San José, Costa Rica
 

TE VOY A SER FRANCO

Lic. Alvaro Cedeño


En un artículo publicado en la revista de negocios de la Harvard se decía que los equipos en los cuales existe la posibilidad de decir a los demás lo que nos parece que no está bien son más productivos. En cambio, los equipos en los cuales no se vale opinar sobre cómo vemos que lo están haciendo los otros, son menos productivos. Por definición, uno no puede en un equipo concentrarse a hacer un buen papel individual sino que de una cierta manera somos responsables del trabajo de los demás.

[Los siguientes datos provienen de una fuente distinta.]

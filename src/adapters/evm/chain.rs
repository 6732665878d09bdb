//! EVM Chain Access
//!
//! On-chain reads and the two transactions the gasless flow still pays
//! gas for: the standard ERC-20 approval fallback and wrapping native
//! currency. Every transaction waits for one confirmation and checks
//! the receipt status before reporting success.

use std::str::FromStr;

use async_trait::async_trait;

use alloy::network::EthereumWallet;
use alloy::primitives::{Address, U256};
use alloy::providers::{Provider, ProviderBuilder};
use alloy::signers::local::PrivateKeySigner;
use alloy::sol;

use crate::ports::wallet::{ChainError, ChainPort};

sol! {
    #[sol(rpc)]
    interface IERC20 {
        function approve(address spender, uint256 amount) external returns (bool);
        function allowance(address owner, address spender) external view returns (uint256);
        function decimals() external view returns (uint8);
        function balanceOf(address account) external view returns (uint256);
    }

    #[sol(rpc)]
    interface IWETH {
        function deposit() external payable;
    }
}

/// Chain adapter bound to one RPC endpoint and one signing key
pub struct EvmChain {
    rpc_url: reqwest::Url,
    signer: PrivateKeySigner,
    weth_address: Address,
}

impl EvmChain {
    pub fn new(rpc_url: &str, signer: PrivateKeySigner, weth_address: &str) -> Result<Self, ChainError> {
        let rpc_url = rpc_url
            .parse()
            .map_err(|e| ChainError::Transport(format!("invalid RPC URL: {}", e)))?;
        let weth_address = parse_address(weth_address)?;

        Ok(Self {
            rpc_url,
            signer,
            weth_address,
        })
    }

    fn wallet_address(&self) -> Address {
        self.signer.address()
    }

    /// Read-only provider, no signing capability.
    fn read_provider(&self) -> impl Provider + Clone {
        ProviderBuilder::new().connect_http(self.rpc_url.clone())
    }

    /// Provider that signs and sends with the wallet key.
    fn write_provider(&self) -> impl Provider + Clone {
        ProviderBuilder::new()
            .wallet(EthereumWallet::from(self.signer.clone()))
            .connect_http(self.rpc_url.clone())
    }
}

fn parse_address(value: &str) -> Result<Address, ChainError> {
    Address::from_str(value).map_err(|e| ChainError::CallFailed(format!("invalid address {}: {}", value, e)))
}

#[async_trait]
impl ChainPort for EvmChain {
    async fn approve_max(&self, token: &str, spender: &str) -> Result<String, ChainError> {
        let token = parse_address(token)?;
        let spender = parse_address(spender)?;

        let provider = self.write_provider();
        let erc20 = IERC20::new(token, provider.clone());

        tracing::info!("Sending approval for spender {} on token {}", spender, token);

        let pending = erc20
            .approve(spender, U256::MAX)
            .send()
            .await
            .map_err(|e| ChainError::Transport(format!("failed to send approval: {}", e)))?;

        let receipt = pending
            .get_receipt()
            .await
            .map_err(|e| ChainError::Transport(format!("failed to confirm approval: {}", e)))?;

        let tx_hash = format!("{:?}", receipt.transaction_hash);
        if !receipt.status() {
            return Err(ChainError::Reverted(tx_hash));
        }

        tracing::info!("Approval confirmed in {}", tx_hash);
        Ok(tx_hash)
    }

    async fn token_decimals(&self, token: &str) -> Result<u8, ChainError> {
        let token = parse_address(token)?;
        let provider = self.read_provider();
        let erc20 = IERC20::new(token, provider.clone());

        erc20
            .decimals()
            .call()
            .await
            .map_err(|e| ChainError::CallFailed(format!("decimals() failed: {}", e)))
    }

    async fn token_balance(&self, token: &str) -> Result<u128, ChainError> {
        let token = parse_address(token)?;
        let provider = self.read_provider();
        let erc20 = IERC20::new(token, provider.clone());

        let balance = erc20
            .balanceOf(self.wallet_address())
            .call()
            .await
            .map_err(|e| ChainError::CallFailed(format!("balanceOf() failed: {}", e)))?;

        u128::try_from(balance).map_err(|_| ChainError::CallFailed("balance exceeds u128".to_string()))
    }

    async fn wrap_native(&self, amount: u128) -> Result<String, ChainError> {
        let provider = self.write_provider();
        let weth = IWETH::new(self.weth_address, provider.clone());

        tracing::info!("Wrapping {} wei of native currency", amount);

        let pending = weth
            .deposit()
            .value(U256::from(amount))
            .send()
            .await
            .map_err(|e| ChainError::Transport(format!("failed to send deposit: {}", e)))?;

        let receipt = pending
            .get_receipt()
            .await
            .map_err(|e| ChainError::Transport(format!("failed to confirm deposit: {}", e)))?;

        let tx_hash = format!("{:?}", receipt.transaction_hash);
        if !receipt.status() {
            return Err(ChainError::Reverted(tx_hash));
        }

        Ok(tx_hash)
    }
}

En un medio como el nuestro hay una gran reserva para dar información al otro de cómo vemos su trabajo. Existe el temor de disgustarlo. Existe una marcada tendencia a no meterse en enredos y concretarse a hacer nuestro trabajo, en una aplicación laboral de algo que socialmente nos caracteriza y que es la aplicación del decir de que "cada uno en su casa y Dios en la de todos". Cuando algo nos parece perjudicial para el equipo, para la empresa o para el grupo del cual se trate, lo primero que hacemos es reprimir el impulso de señalar lo que nos parece que anda mal. Y así seguimos reprimiendo hasta que la presión interna se hace insostenible y entonces estallamos con ira y lo que en un principio pudo haber sido una entrega apacible de información para mejorar el desempeño, se convierte en un torrente de quejas, de reclamos, y hasta de ofensas, las cuales no solo no logran el objetivo de corregir lo que nos parece que anda mal, sino que dejan huellas que perturban las relaciones futuras. Nuestra dificultad para ser francos crea un efecto de olla de presión con sus dispositivos de seguridad estropeados. En cambio, la naturalidad en ser sinceros podría haber creado un efecto cafetera: en cuanto la presión sube, se dan señales no explosivas de vapor. Es más civilizado y más eficaz el ir dando señales que ayuden a quienes trabajan o conviven con nosotros a darse cuenta de cuál es el efecto que su acción hace en nosotros o en el desempeño del grupo.

Nos hace falta lo que en inglés castellanizado se llama "asertividad" y que en nuestra lengua podríamos llamar "franqueza". Sin embargo, el término franqueza, quizá por la gran dificultad que tenemos en ser francos, está muy cargado de contenidos emocionales. Haga usted la prueba. Cuando alguien dice "te voy a ser franco" ¿Qué sigue? Pues en la mayoría de los casos lo que sigue es que dirá cosas que son ofensivas para aquellas personas a las cuales van dirigidas. "Te voy a ser franco" es casi una declaración de guerra. Casi ninguna persona pronuncia esa frase para decir un elogio o para decir cuanto valora la forma en que los demás se relacionan con ella. Es una frase para abrir boca cuando se va a decir cosas desagradables. Es como una petición de licencia par ofender. Especialmente cuando se le pronuncia con entonación y ritmo ominosos: ¡Te-voy-a-ser-franco! Y como los hablantes reconocen esa carga emocional en la frase, cuando la escuchan ponen oídos sordos, o empiezan a preparar su defensa, o peor, empiezan a preparar el ataque con el cual van a corresponder. Existen otras opciones. Por ejemplo, no acumular presión ni asuntos, ser muy descriptivo en lo que se señala, apegarse a hechos. O mejor, hacer peticiones en vez de hacer señalamientos. O pedirle a todos los miembros del grupo que reflexionen sobre cuáles elementos de su comportamiento podrían estar perjudicando la eficacia o el confort con el cual interactuamos. Quienes acusan, quienes censuran, lo hacen porque tienen poca esperanza en la posibilidad de que cada uno pueda descubrir cuáles modificaciones de su comportamiento podrían beneficiar al grupo. Tal vez el grupo pueda beneficiarse más de la autorreflexión de sus miembros, que de la "franqueza" hiriente de algunos.